Compact transcription factor cassettes generate functional, engraftable motor neurons by direct conversion

Direct conversion generates patient-specific, disease-relevant cell types such as neurons that are rare, limited, or difficult to isolate from common and easily accessible cells such as skin cells. However, low rates of direct conversion and complex protocols limit scalability and thus the potential of cell-fate conversion for biomedical applications. Systems-level optimization of conversion protocols across molecular and cellular scales can support scalable cell manufacturing for diverse application. We use insights from our work on how proliferation and transcription factor levels act together to drive direct conversion to optimize the conversion protocol by examining process parameters including transcript design, delivery via AAV, retrovirus and lentivirus, cell seeding density, and the impact of media conditions.

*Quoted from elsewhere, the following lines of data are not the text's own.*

/// Health check endpoint
///
/// ```text
/// GET /health
/// ```
///
/// ```json
/// {
///   "status": "healthy",
///   "version": "0.1.0",
///   "database": "connected"
/// }
/// ```

use crate::{app::AppState, error::ApiResult};
use axum::{extract::State, Json};
use serde::{Deserialize, Serialize};
use volunhub_shared::db::pool;

/// Health check response
#[derive(Debug, Serialize, Deserialize)]
pub struct HealthResponse {
    /// "healthy" or "degraded"
    pub status: String,

    /// Application version
    pub version: String,

    /// "connected" or "disconnected"
    pub database: String,
}

/// Reports service health including database connectivity
///
/// A failing database probe degrades the status but still answers 200.
pub async fn health_check(State(state): State<AppState>) -> ApiResult<Json<HealthResponse>> {
    let connected = match pool::health_check(&state.db).await {
        Ok(()) => true,
        Err(e) => {
            tracing::warn!(error = %e, "Database health probe failed");
            false
        }
    };

    Ok(Json(HealthResponse {
        status: if connected { "healthy" } else { "degraded" }.to_string(),
        version: env!("CARGO_PKG_VERSION").to_string(),
        database: if connected { "connected" } else { "disconnected" }.to_string(),
    }))
}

Thus, we report a compact, portable conversion process that boosts proliferation and increases direct conversion of mouse fibroblasts to induced motor neurons to achieve high conversion rates of above 1,000%, corresponding to more than 10 motor neurons yielded per cell seeded which we achieve through expansion. Our optimized, direct conversion process generates functional motor neurons at scales relevant for cell therapies (>107 cells) that graft with the mouse central nervous system. High-efficiency, compact, direct conversion systems will support scaling to patient-specific, neural cell therapies. Overall design: Transcriptional profiling of cells during the process of direct conversion of mouse embryonic fibroblasts to induced motor neurons (iMNs) and at the terminal stage at 14 dpi. Terminal samples at 14 dpi include Hb9::GFP+ sorted iMNs by fluorescence-activated cell sorting (FACS) generated with LNI + DDRR (LNI is mLhx3-P2A-mNgn2x3HA-T2A-Isl1; DDRR is HRAS(G12V)-IRES-p53DD) in the presence and absence of supplements (neurotrophic growth factors: BDNF, CNTF, GDNF, FGF; and RepSox). Samples at 4 dpi in conversion for LNI + DDRR with supplements for CellTrace-FarRed-low population sorted by FACS represent cells in the intermediate stages of direct conversion.